There was a homework about inequalities (that why I ask a bunch of inequality problems). But I couldn't solve the following:

If $0<a,b,c<1$ and $a+b+c=2$, prove that $8(1-a)(1-b)(1-c)\le abc$

I tried many times, and finally I used Muirhead, but it failed!

$\begin{split}L.H.S.-R.H.S.&=8(1-a)(1-b)(1-c)-abc\\&=8-8(a+b+c) +8(ab+bc+ca)-9abc\\&=-(a^3+b^3+c^3)+(a^2b+b^2c+c^2a+ab^2+bc^2+ca^2)-3abc\\&=\frac{1}{2}\Bigg(\sum_{sym}a^2b-\sum_{sym}a^3\Bigg)+\frac{1}{2}\Bigg(\sum_{sym}a^2b-\sum_{sym}abc\Bigg)\end{split}$

But as $(3,0,0)$ majorizes $(2,1,0)$ but $(2,1,0)$ majorizes $(1,1,1)$, so it fails.

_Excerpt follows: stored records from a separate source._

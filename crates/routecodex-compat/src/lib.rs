//! Per-provider compatibility profiles.
//!
//! A profile is a declarative list of transforms applied, in order, to the
//! provider-bound request body and to the provider's response. Loading more
//! providers means adding profile documents, not code. Every transform is
//! idempotent: applying a profile twice equals applying it once.

use std::collections::HashMap;
use std::time::Duration;

use serde::{Deserialize, Serialize};
use serde_json::{Map, Value, json};

use routecodex_common::GatewayError;

#[derive(Debug, Clone, PartialEq, Serialize, Deserialize)]
pub struct FieldRename {
    pub from: String,
    pub to: String,
}

/// Schema rewrites for tool parameters that some providers require.
#[derive(Debug, Clone, Copy, PartialEq, Eq, Serialize, Deserialize)]
#[serde(rename_all = "snake_case")]
pub enum SchemaPatchKind {
    /// Rewrite a property to `oneOf [string, array-of-string]` (GLM requires
    /// `command` to accept either).
    StringOrArray,
}

#[derive(Debug, Clone, PartialEq, Serialize, Deserialize)]
pub struct ToolSchemaPatch {
    /// Tool name to patch; `None` patches every tool carrying the property.
    #[serde(default)]
    pub tool: Option<String>,
    pub property: String,
    pub patch: SchemaPatchKind,
}

#[derive(Debug, Clone, Copy, Default, PartialEq, Serialize, Deserialize)]
pub struct RateLimitHints {
    #[serde(default)]
    pub rpm: Option<u32>,
    #[serde(default)]
    pub burst: Option<u32>,
}

/// How a matched response-body marker maps onto the error taxonomy.
#[derive(Debug, Clone, Copy, PartialEq, Eq, Serialize, Deserialize)]
#[serde(rename_all = "snake_case")]
pub enum ErrorMarkerKind {
    ToolShape,
    PolicyViolation,
    RateLimited,
    UpstreamRejected,
}

#[derive(Debug, Clone, PartialEq, Serialize, Deserialize)]
pub struct ErrorMarker {
    pub contains: String,
    pub kind: ErrorMarkerKind,
}

#[derive(Debug, Clone, Default, PartialEq, Serialize, Deserialize)]
pub struct CompatProfile {
    pub name: String,
    #[serde(default)]
    pub drop_fields: Vec<String>,
    #[serde(default)]
    pub rename_fields: Vec<FieldRename>,
    #[serde(default)]
    pub tool_schema_patches: Vec<ToolSchemaPatch>,
    #[serde(default)]
    pub system_prompt_override: Option<String>,
    #[serde(default)]
    pub system_prompt_prefix: Option<String>,
    #[serde(default)]
    pub thinking_payload: Option<Value>,
    /// Fields this provider's endpoint rejects outright.
    #[serde(default)]
    pub strip_unsupported: Vec<String>,
    /// Providers that reject `tools: []` get the field removed when empty.
    #[serde(default = "default_true")]
    pub drop_empty_tools: bool,
    #[serde(default)]
    pub rate_limit_hints: Option<RateLimitHints>,
    #[serde(default)]
    pub error_markers: Vec<ErrorMarker>,
}

fn default_true() -> bool {
    true
}

impl CompatProfile {
    pub fn passthrough() -> Self {
        Self {
            name: "default".to_string(),
            ..Default::default()
        }
    }

    /// Apply the request-direction transforms, in declaration order, to a
    /// canonical JSON request body.
    pub fn apply_request(&self, body: &mut Value) -> Result<(), GatewayError> {
        let Some(map) = body.as_object_mut() else {
            return Err(GatewayError::PolicyViolation(format!(
                "profile {} expects an object body",
                self.name
            )));
        };

        for field in &self.drop_fields {
            map.remove(field);
        }
        for rename in &self.rename_fields {
            if map.contains_key(&rename.to) {
                continue;
            }
            if let Some(value) = map.remove(&rename.from) {
                map.insert(rename.to.clone(), value);
            }
        }
        for field in &self.strip_unsupported {
            map.remove(field);
        }

        if self.drop_empty_tools
            && map
                .get("tools")
                .and_then(Value::as_array)
                .is_some_and(|tools| tools.is_empty())
        {
            map.remove("tools");
            map.remove("tool_choice");
        }

        for patch in &self.tool_schema_patches {
            apply_tool_schema_patch(map, patch);
        }

        self.apply_system_prompt(map);

        if let Some(payload) = &self.thinking_payload
            && !map.contains_key("thinking")
        {
            map.insert("thinking".to_string(), payload.clone());
        }

        Ok(())
    }

    /// Response-direction rewrites: promote provider-specific reasoning
    /// fields to `reasoning_content` on each choice message.
    pub fn rewrite_response(&self, body: &mut Value) {
        let Some(choices) = body.get_mut("choices").and_then(Value::as_array_mut) else {
            return;
        };
        for choice in choices {
            let Some(message) = choice.get_mut("message").and_then(Value::as_object_mut) else {
                continue;
            };
            if message.contains_key("reasoning_content") {
                continue;
            }
            for key in ["reasoning", "thought", "thinking"] {
                if let Some(Value::String(text)) = message.get(key).cloned() {
                    message.remove(key);
                    message.insert("reasoning_content".to_string(), Value::String(text));
                    break;
                }
            }
        }
    }

    /// Classify a provider error body against this profile's markers.
    pub fn classify_error_body(&self, status: u16, body: &str) -> Option<GatewayError> {
        for marker in &self.error_markers {
            if !body.contains(&marker.contains) {
                continue;
            }
            return Some(match marker.kind {
                ErrorMarkerKind::ToolShape => {
                    GatewayError::tool_shape("upstream", marker.contains.clone())
                }
                ErrorMarkerKind::PolicyViolation => {
                    GatewayError::PolicyViolation(marker.contains.clone())
                }
                ErrorMarkerKind::RateLimited => {
                    GatewayError::rate_limited(marker.contains.clone(), None)
                }
                ErrorMarkerKind::UpstreamRejected => GatewayError::UpstreamRejected {
                    status,
                    message: marker.contains.clone(),
                },
            });
        }
        None
    }

    pub fn rate_limit(&self) -> Option<(u32, u32)> {
        let hints = self.rate_limit_hints?;
        let rpm = hints.rpm?;
        Some((rpm, hints.burst.unwrap_or(rpm.max(1))))
    }

    fn apply_system_prompt(&self, map: &mut Map<String, Value>) {
        if self.system_prompt_override.is_none() && self.system_prompt_prefix.is_none() {
            return;
        }
        let Some(messages) = map.get_mut("messages").and_then(Value::as_array_mut) else {
            return;
        };

        let system_index = messages
            .iter()
            .position(|message| message.get("role").and_then(Value::as_str) == Some("system"));

        if let Some(override_text) = &self.system_prompt_override {
            match system_index {
                Some(index) => {
                    messages[index]["content"] = Value::String(override_text.clone());
                }
                None => messages.insert(
                    0,
                    json!({"role": "system", "content": override_text}),
                ),
            }
            return;
        }

        if let Some(prefix) = &self.system_prompt_prefix {
            match system_index {
                Some(index) => {
                    let existing = messages[index]
                        .get("content")
                        .and_then(Value::as_str)
                        .unwrap_or_default()
                        .to_string();
                    if !existing.starts_with(prefix.as_str()) {
                        messages[index]["content"] =
                            Value::String(format!("{prefix}\n{existing}"));
                    }
                }
                None => {
                    messages.insert(0, json!({"role": "system", "content": prefix}));
                }
            }
        }
    }
}

fn apply_tool_schema_patch(map: &mut Map<String, Value>, patch: &ToolSchemaPatch) {
    let Some(tools) = map.get_mut("tools").and_then(Value::as_array_mut) else {
        return;
    };
    for tool in tools {
        let name = tool
            .get("function")
            .and_then(|function| function.get("name"))
            .and_then(Value::as_str);
        if let Some(wanted) = &patch.tool
            && name != Some(wanted.as_str())
        {
            continue;
        }
        let Some(property) = tool
            .get_mut("function")
            .and_then(|function| function.get_mut("parameters"))
            .and_then(|parameters| parameters.get_mut("properties"))
            .and_then(|properties| properties.get_mut(&patch.property))
        else {
            continue;
        };
        match patch.patch {
            SchemaPatchKind::StringOrArray => {
                if property.get("oneOf").is_some() {
                    continue;
                }
                let description = property.get("description").cloned();
                let mut replacement = json!({
                    "oneOf": [
                        {"type": "string"},
                        {"type": "array", "items": {"type": "string"}},
                    ],
                });
                if let Some(description) = description {
                    replacement["description"] = description;
                }
                *property = replacement;
            }
        }
    }
}

/// Registry of profiles: builtins plus any loaded from configuration.
#[derive(Debug, Default)]
pub struct ProfileRegistry {
    profiles: HashMap<String, CompatProfile>,
}

impl ProfileRegistry {
    pub fn with_builtins() -> Self {
        let mut registry = Self::default();
        for profile in builtin_profiles() {
            registry.insert(profile);
        }
        registry
    }

    pub fn insert(&mut self, profile: CompatProfile) {
        self.profiles.insert(profile.name.clone(), profile);
    }

    /// Unknown names resolve to the passthrough profile.
    pub fn get(&self, name: &str) -> CompatProfile {
        self.profiles
            .get(name)
            .cloned()
            .unwrap_or_else(CompatProfile::passthrough)
    }
}

/// Default rate window applied when a profile gives an rpm hint.
pub fn hint_refill_interval(rpm: u32) -> Duration {
    Duration::from_secs_f64(60.0 / rpm.max(1) as f64)
}

pub fn builtin_profiles() -> Vec<CompatProfile> {
    vec![
        CompatProfile::passthrough(),
        CompatProfile {
            name: "glm".to_string(),
            tool_schema_patches: vec![ToolSchemaPatch {
                tool: None,
                property: "command".to_string(),
                patch: SchemaPatchKind::StringOrArray,
            }],
            error_markers: vec![
                ErrorMarker {
                    contains: "MALFORMED_FUNCTION_CALL".to_string(),
                    kind: ErrorMarkerKind::ToolShape,
                },
                ErrorMarker {
                    contains: "1301".to_string(),
                    kind: ErrorMarkerKind::PolicyViolation,
                },
            ],
            ..Default::default()
        },
        CompatProfile {
            name: "qwen".to_string(),
            strip_unsupported: vec!["response_format".to_string()],
            rate_limit_hints: Some(RateLimitHints {
                rpm: Some(3),
                burst: Some(1),
            }),
            ..Default::default()
        },
        CompatProfile {
            name: "iflow".to_string(),
            strip_unsupported: vec!["tool_choice".to_string(), "response_format".to_string()],
            thinking_payload: Some(json!({"type": "disabled"})),
            error_markers: vec![ErrorMarker {
                contains: "instructions-invalid".to_string(),
                kind: ErrorMarkerKind::UpstreamRejected,
            }],
            ..Default::default()
        },
        CompatProfile {
            name: "lmstudio".to_string(),
            drop_fields: vec!["user".to_string(), "store".to_string()],
            ..Default::default()
        },
    ]
}
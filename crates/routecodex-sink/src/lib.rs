//! Snapshot/error sink: write-only, bounded capture of per-stage artifacts.
//!
//! Snapshots are observability, never state of truth: writes are best-effort,
//! non-blocking, and can never fail a request. Layout on disk is
//! `<root>/<entryProtocol>/<providerKey>/<requestId>/<stage>.json`, with
//! failure samples additionally grouped under a per-reason directory that is
//! capped to a rolling file count.

use std::path::{Path, PathBuf};
use std::sync::Arc;
use std::time::SystemTime;

use serde::Serialize;
use serde_json::Value;
use tokio::sync::mpsc;
use tracing::debug;

use routecodex_common::EntryProtocol;

/// Rolling cap of files kept per failure reason.
pub const DEFAULT_REASON_CAP: usize = 250;

const QUEUE_DEPTH: usize = 512;

#[derive(Debug, Clone, Copy, PartialEq, Eq, Serialize)]
#[serde(rename_all = "lowercase")]
pub enum Direction {
    Req,
    Resp,
}

#[derive(Debug, Clone, Serialize)]
pub struct Snapshot {
    pub request_id: String,
    pub entry_protocol: EntryProtocol,
    pub provider_key: String,
    pub stage: String,
    pub direction: Direction,
    pub payload: Value,
    #[serde(skip)]
    pub timestamp: SystemTime,
    /// Failure samples carry a reason and land under `<stage>/<reason>/` too.
    #[serde(skip_serializing_if = "Option::is_none")]
    pub reason: Option<String>,
}

impl Snapshot {
    pub fn new(
        request_id: impl Into<String>,
        entry_protocol: EntryProtocol,
        provider_key: impl Into<String>,
        stage: impl Into<String>,
        direction: Direction,
        payload: Value,
    ) -> Self {
        Self {
            request_id: request_id.into(),
            entry_protocol,
            provider_key: provider_key.into(),
            stage: stage.into(),
            direction,
            payload,
            timestamp: SystemTime::now(),
            reason: None,
        }
    }

    pub fn with_reason(mut self, reason: impl Into<String>) -> Self {
        self.reason = Some(reason.into());
        self
    }
}

/// Seam the pipeline records through. Implementations must not block.
pub trait SnapshotSink: Send + Sync {
    fn record(&self, snapshot: Snapshot);
}

pub type SharedSnapshotSink = Arc<dyn SnapshotSink>;

/// Discards everything; used when no samples directory is configured.
#[derive(Debug, Default)]
pub struct NoopSnapshotSink;

impl SnapshotSink for NoopSnapshotSink {
    fn record(&self, _snapshot: Snapshot) {}
}

/// Filesystem sink: snapshots are queued onto an mpsc channel and written by
/// a background task; a full queue drops the snapshot rather than blocking
/// the request path.
pub struct FsSnapshotSink {
    tx: mpsc::Sender<Snapshot>,
}

impl FsSnapshotSink {
    pub fn spawn(root: impl Into<PathBuf>) -> Self {
        Self::spawn_with_cap(root, DEFAULT_REASON_CAP)
    }

    pub fn spawn_with_cap(root: impl Into<PathBuf>, reason_cap: usize) -> Self {
        let (tx, rx) = mpsc::channel(QUEUE_DEPTH);
        let root = root.into();
        tokio::spawn(writer_task(root, reason_cap, rx));
        Self { tx }
    }
}

impl SnapshotSink for FsSnapshotSink {
    fn record(&self, snapshot: Snapshot) {
        let _ = self.tx.try_send(snapshot);
    }
}

async fn writer_task(root: PathBuf, reason_cap: usize, mut rx: mpsc::Receiver<Snapshot>) {
    while let Some(snapshot) = rx.recv().await {
        if let Err(err) = write_snapshot(&root, reason_cap, &snapshot).await {
            debug!(
                event = "snapshot_write_failed",
                request_id = %snapshot.request_id,
                stage = %snapshot.stage,
                error = %err
            );
        }
    }
}

async fn write_snapshot(
    root: &Path,
    reason_cap: usize,
    snapshot: &Snapshot,
) -> std::io::Result<()> {
    let dir = root
        .join(snapshot.entry_protocol.as_str())
        .join(sanitize(&snapshot.provider_key))
        .join(sanitize(&snapshot.request_id));
    tokio::fs::create_dir_all(&dir).await?;

    let body = render(snapshot);
    let file = dir.join(format!(
        "{}-{}.json",
        sanitize(&snapshot.stage),
        match snapshot.direction {
            Direction::Req => "request",
            Direction::Resp => "response",
        }
    ));
    tokio::fs::write(&file, &body).await?;

    if let Some(reason) = &snapshot.reason {
        let reason_dir = root
            .join(sanitize(&snapshot.stage))
            .join(sanitize(reason));
        tokio::fs::create_dir_all(&reason_dir).await?;
        enforce_reason_cap(&reason_dir, reason_cap).await?;
        let sample = reason_dir.join(format!("{}.json", sanitize(&snapshot.request_id)));
        tokio::fs::write(&sample, &body).await?;
    }
    Ok(())
}

/// Keep at most `cap - 1` existing files so the incoming write lands within
/// the cap; the oldest names (lexicographically earliest) are removed first.
async fn enforce_reason_cap(dir: &Path, cap: usize) -> std::io::Result<()> {
    let mut names = Vec::new();
    let mut entries = tokio::fs::read_dir(dir).await?;
    while let Some(entry) = entries.next_entry().await? {
        names.push(entry.file_name());
    }
    if names.len() < cap {
        return Ok(());
    }
    names.sort();
    let excess = names.len() + 1 - cap;
    for name in names.into_iter().take(excess) {
        let _ = tokio::fs::remove_file(dir.join(name)).await;
    }
    Ok(())
}

fn render(snapshot: &Snapshot) -> Vec<u8> {
    let timestamp = time::OffsetDateTime::from(snapshot.timestamp)
        .format(&time::format_description::well_known::Rfc3339)
        .unwrap_or_default();
    let value = serde_json::json!({
        "requestId": snapshot.request_id,
        "entryProtocol": snapshot.entry_protocol.as_str(),
        "providerKey": snapshot.provider_key,
        "stage": snapshot.stage,
        "direction": snapshot.direction,
        "timestamp": timestamp,
        "payload": snapshot.payload,
        "reason": snapshot.reason,
    });
    serde_json::to_vec_pretty(&value).unwrap_or_default()
}

fn sanitize(part: &str) -> String {
    part.chars()
        .map(|ch| {
            if ch.is_ascii_alphanumeric() || matches!(ch, '-' | '_' | '.') {
                ch
            } else {
                '_'
            }
        })
        .collect()
}
use serde_json::{Map, Value, json};

use routecodex_protocol::claude::messages::{MessagesResponse, Usage};
use routecodex_protocol::openai::chat::{
    ChatChoice, ChatCompletionResponse, ChatResponseMessage, ChatRole, ToolCall,
};

use super::{arguments_to_input, finish_reason_from_stop, stop_reason_from_finish};

/// Convert a chat-canonical response into an Anthropic Messages response.
pub fn chat_to_messages(response: ChatCompletionResponse) -> MessagesResponse {
    let choice = response.choices.into_iter().next();
    let mut content = Vec::new();
    let mut stop_reason = "end_turn";

    if let Some(choice) = &choice {
        if let Some(reasoning) = &choice.message.reasoning_content
            && !reasoning.is_empty()
        {
            content.push(json!({"type": "thinking", "thinking": reasoning}));
        }
        if let Some(text) = &choice.message.content
            && !text.is_empty()
        {
            content.push(json!({"type": "text", "text": text}));
        }
        for call in choice.message.tool_calls.iter().flatten() {
            content.push(json!({
                "type": "tool_use",
                "id": call.id.clone().unwrap_or_default(),
                "name": call.function.name,
                "input": arguments_to_input(&call.function.arguments),
            }));
        }
        stop_reason = stop_reason_from_finish(choice.finish_reason.as_deref());
    }

    MessagesResponse {
        id: response.id,
        kind: "message".to_string(),
        role: "assistant".to_string(),
        model: response.model,
        content,
        stop_reason: Some(stop_reason.to_string()),
        stop_sequence: None,
        usage: usage_to_claude(response.usage.as_ref()),
        extra: Map::new(),
    }
}

/// Convert an Anthropic Messages response into the chat canonical form.
pub fn messages_to_chat(response: MessagesResponse) -> ChatCompletionResponse {
    let mut text = String::new();
    let mut reasoning = String::new();
    let mut tool_calls: Vec<ToolCall> = Vec::new();

    for block in &response.content {
        match block.get("type").and_then(Value::as_str) {
            Some("text") => {
                if let Some(part) = block.get("text").and_then(Value::as_str) {
                    text.push_str(part);
                }
            }
            Some("thinking") => {
                if let Some(part) = block.get("thinking").and_then(Value::as_str) {
                    reasoning.push_str(part);
                }
            }
            Some("tool_use") => {
                let input = block.get("input").cloned().unwrap_or(json!({}));
                tool_calls.push(ToolCall::function(
                    block.get("id").and_then(Value::as_str).unwrap_or_default(),
                    block
                        .get("name")
                        .and_then(Value::as_str)
                        .unwrap_or_default(),
                    input.to_string(),
                ));
            }
            _ => {}
        }
    }

    let finish = finish_reason_from_stop(response.stop_reason.as_deref());
    ChatCompletionResponse {
        id: response.id,
        object: "chat.completion".to_string(),
        created: 0,
        model: response.model,
        choices: vec![ChatChoice {
            index: 0,
            message: ChatResponseMessage {
                role: ChatRole::Assistant,
                content: (!text.is_empty()).then_some(text),
                reasoning_content: (!reasoning.is_empty()).then_some(reasoning),
                tool_calls: (!tool_calls.is_empty()).then_some(tool_calls),
                extra: Map::new(),
            },
            finish_reason: Some(finish.to_string()),
            extra: Map::new(),
        }],
        usage: usage_to_chat(&response.usage),
        extra: Map::new(),
    }
}

fn usage_to_claude(usage: Option<&Value>) -> Usage {
    let Some(usage) = usage else {
        return Usage::default();
    };
    Usage {
        input_tokens: usage.get("prompt_tokens").and_then(Value::as_u64),
        output_tokens: usage.get("completion_tokens").and_then(Value::as_u64),
        extra: Map::new(),
    }
}

fn usage_to_chat(usage: &Usage) -> Option<Value> {
    let input = usage.input_tokens?;
    let output = usage.output_tokens.unwrap_or(0);
    Some(json!({
        "prompt_tokens": input,
        "completion_tokens": output,
        "total_tokens": input + output,
    }))
}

Could someone help? Any help is appreciated!

Answer 1

By AM-GM you have $$(1 - a)^{1\over 2}(1 - b)^{1 \over 2} \leq {1 - a + 1 - b \over 2} = {c \over 2}$$ $$(1 - b)^{1\over 2}(1 - c)^{1 \over 2} \leq {1 - b + 1 - c \over 2} = {a \over 2}$$ $$(1 - c)^{1\over 2}(1 - a)^{1 \over 2} \leq {1 - c + 1 - a \over 2} = {b \over 2}$$ Multiplying these three inequalities together gives the desired inequality.

Answer 2

We need to prove that $$\prod_{cyc}(a+b-c)\leq abc$$ or $$\sum_{cyc}(a^3-a^2b-a^2c+abc)\geq0,$$ which is true by the following reasoning.

Let $a\geq b\geq c$.

Thus, $$\sum_{cyc}(a^3-a^2b-a^2c+abc)=\sum_{cyc}a(a-b)(a-c)\geq$$ $$\geq a(a-b)(a-c)+b(b-a)(b-c)=(a-b)^2(a+b-c)\geq0.$$

Answer 3

Also, we can use Muirhead here.

Let $a+b-c=z$, $a+c-b=y$ and $b+c-a=x$.

Thus, $$x=a+b+c-2a=2(1-a)>0.$$ Similarly, $y>0$ and $z>0$ and we need to prove that $$8xyz\leq(x+y)(x+z)(y+z)$$ or $$\sum_{cyc}(x^2y+x^2z-2xyz)\geq0,$$ which is true by Muirhead.

Also, we can use AM-GM: $$\prod_{cyc}(x+y)\geq\prod_{cyc}2\sqrt{xy}=8xyz.$$

Answer 4

Denote: $1-a=x,1-b=y,1-c=z$. Then: $$x+y+z=1 \stackrel{AM-GM}{\Rightarrow} \color{red}1=x+y+z\color{red}{\ge 3\sqrt[3]{xyz}}$$ Hence: $$8(1-a)(1-b)(1-c)\le abc \Rightarrow 8xyz\le (1-x)(1-y)(1-z)\iff \\ 8xyz\le 1-(x+y+z)+(xy+yz+zx)-xyz \iff \\ 9xyz\le xy+yz+zx\iff \\ 9xyz\le 3\sqrt[3]{(xyz)^2} \stackrel{AM-GM}{\le} xy+yz+zx\iff \\ \color{red}{3\sqrt[3]{xyz}\le 1}.$$ equality occurs for $x=y=z=\frac13$, consequently, for $a=b=c=\frac23$.